Misconceptions about women's health have led to a healthcare system that fails to provide comprehensive, high-quality care for women. Learn five steps you can take now to improve outcomes and promote better health and well-being for women.

What is the current state of women’s health in the US?

Women’s health outcomes in the United States are subpar by any metric. When compared to other high-income nations, we have the highest rate of avoidable deaths and the highest likelihood of skipping or delaying needed care due to high costs. There are also rampant racial, geographic, and economic disparities in care quality and access to resources. Several prevailing misconceptions have allowed us to fall — and remain — so far behind. It’s time to change them.


The conventional wisdom

Many healthcare industry stakeholders — including consumers — hold several assumptions with detrimental implications for women’s health.

Misconception 1. Women’s health is synonymous with maternal health.

  • Most health conditions that affect women are related to pregnancy and fertility.
  • It’s more acceptable for women to live with a condition that negatively affects quality of life than with an intervention that could negatively affect fertility or pregnancy.

Misconception 2. Men generally have worse health outcomes than women, so efforts to advance women’s health should be deprioritized.

  • More attention should be paid to improving men’s health and engaging men in care since they have higher rates of disease and shorter life expectancies.

Misconception 3. Women are more likely to seek care than men because they have lower thresholds for pain and discomfort.

  • Women’s assessments of their own symptoms are often exaggerated or are the result of age, weight, and/or hormones rather than underlying diseases.

Our take

Women’s health is complex. To make substantial progress in improving health outcomes for women, it’s critical to understand the true scope of women’s health and to deconstruct long-held misconceptions about it.

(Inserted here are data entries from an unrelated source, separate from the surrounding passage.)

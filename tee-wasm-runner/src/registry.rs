// Copyright (c) 2024 Alibaba Cloud
//
// SPDX-License-Identifier: Apache-2.0
//

use anyhow::Result;
use async_trait::async_trait;
use log::debug;
use oci_client::{
    client::{ClientConfig, ClientProtocol},
    manifest::{OciDescriptor, OciImageManifest},
    secrets::RegistryAuth,
    Client, Reference,
};
use tokio::io::AsyncWrite;

use crate::error::ManifestError;

/// A manifest together with the raw config blob it points to.
#[derive(Debug, Clone)]
pub struct PulledManifest {
    pub manifest: OciImageManifest,
    pub digest: String,
    pub config: Vec<u8>,
}

/// Source of manifests and blobs.
#[async_trait]
pub trait ImageRegistry: Send + Sync {
    async fn pull_manifest(&self, image_reference: &str) -> Result<PulledManifest, ManifestError>;

    /// Write the blob `layer` describes into `out`, verbatim.
    async fn pull_blob(
        &self,
        image_reference: &str,
        layer: &OciDescriptor,
        out: &mut (dyn AsyncWrite + Unpin + Send),
    ) -> Result<()>;
}

/// [`ImageRegistry`] talking to a real registry with anonymous auth.
pub struct OciRegistry {
    client: Client,
    auth: RegistryAuth,
}

impl OciRegistry {
    /// `insecure` lists the registries reached over plain HTTP.
    pub fn new(insecure: Vec<String>) -> Self {
        let protocol = if insecure.is_empty() {
            ClientProtocol::Https
        } else {
            ClientProtocol::HttpsExcept(insecure)
        };

        let client = Client::new(ClientConfig {
            protocol,
            ..Default::default()
        });

        Self {
            client,
            auth: RegistryAuth::Anonymous,
        }
    }
}

fn parse_reference(image_reference: &str) -> Result<Reference, ManifestError> {
    Reference::try_from(image_reference).map_err(|e| ManifestError::InvalidReference {
        reference: image_reference.to_string(),
        message: e.to_string(),
    })
}

#[async_trait]
impl ImageRegistry for OciRegistry {
    async fn pull_manifest(&self, image_reference: &str) -> Result<PulledManifest, ManifestError> {
        let reference = parse_reference(image_reference)?;
        let (manifest, digest, config) = self
            .client
            .pull_manifest_and_config(&reference, &self.auth)
            .await
            .map_err(|e| ManifestError::RegistryUnavailable {
                reference: image_reference.to_string(),
                message: e.to_string(),
            })?;

        debug!("pulled manifest {digest} of {image_reference}");
        Ok(PulledManifest {
            manifest,
            digest,
            config: config.into_bytes(),
        })
    }

    async fn pull_blob(
        &self,
        image_reference: &str,
        layer: &OciDescriptor,
        out: &mut (dyn AsyncWrite + Unpin + Send),
    ) -> Result<()> {
        let reference = parse_reference(image_reference)?;
        self.client.pull_blob(&reference, layer, out).await?;
        Ok(())
    }
}
/// Classify the outcome of the sandbox and extract the resources it used.
pub fn status_and_resources(
    sandbox_status: &SandboxExecutionResult,
    limits: &ExecutionLimits,
) -> (ExecutionStatus, ResourcesUsage) {
    let resources = ResourcesUsage {
        cpu_time: sandbox_status.resource_usage.user_cpu_time,
        sys_time: sandbox_status.resource_usage.system_cpu_time,
        wall_time: sandbox_status.resource_usage.wall_time_usage,
        memory: sandbox_status.resource_usage.memory_usage / 1024,
    };

    // it's important to check those before the signals because exceeding those
    // limits may trigger a SIGKILL from the sandbox
    if resources.cpu_time + resources.sys_time > limits.cpu_time.as_secs_f64() {
        return (ExecutionStatus::CpuTimeLimitExceeded, resources);
    }
    if resources.wall_time > limits.timeout.as_secs_f64() {
        return (ExecutionStatus::Timeout, resources);
    }
    if resources.memory > limits.memory {
        return (ExecutionStatus::MemoryLimitExceeded, resources);
    }
    match sandbox_status.status {
        ExitStatus::Signal(signal) => (
            ExecutionStatus::Signal(
                signal as u32,
                sandbox_status
                    .status
                    .signal_name()
                    .unwrap_or_else(|| "unknown signal".into()),
            ),
            resources,
        ),
        ExitStatus::ExitCode(0) => (ExecutionStatus::Success, resources),
        ExitStatus::Killed => (ExecutionStatus::Timeout, resources),
        ExitStatus::ExitCode(code) => (ExecutionStatus::ReturnCode(code as i32), resources),
    }
}

/// Round up a number of seconds, the sandbox only accepts whole seconds.
fn ceil_secs(secs: f64) -> u64 {
    secs.ceil().max(1.0) as u64
}

/// Create an empty file inside the sandbox and chmod-it.
fn touch_file(dest: &Path, mode: u32) -> Result<(), Error> {
    File::create(dest).with_context(|| format!("Failed to create {}", dest.display()))?;
    set_permissions(dest, mode)
}

fn set_permissions(dest: &Path, mode: u32) -> Result<(), Error> {
    let mut permissions = std::fs::metadata(dest)?.permissions();
    permissions.set_mode(mode);
    std::fs::set_permissions(dest, permissions)
        .with_context(|| format!("Failed to chmod {}", dest.display()))?;
    Ok(())
}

1.  Women’s healthcare is not limited to maternal health.

  • Women’s health encompasses sex-based conditions across phases of life — including pregnancy and menopause — as well as conditions that aren’t specific to women, such as diabetes, hypertension, and cancers.
  • Conflating pregnancy and maternal care with women’s health minimizes the complex mechanisms that contribute to women’s overall health, from risk factors to disease presentation and responses to treatment. It also obscures professionals’ ability to recognize and treat conditions among women.
  • Providers minimize many conditions that affect women or mischaracterize conditions as behavioral health issues. Many providers also inadequately address conditions that mainly affect women due to racial discrimination, weight stigma, or age biases.

2.  Men have a higher prevalence of many diseases, but women consistently fare worse.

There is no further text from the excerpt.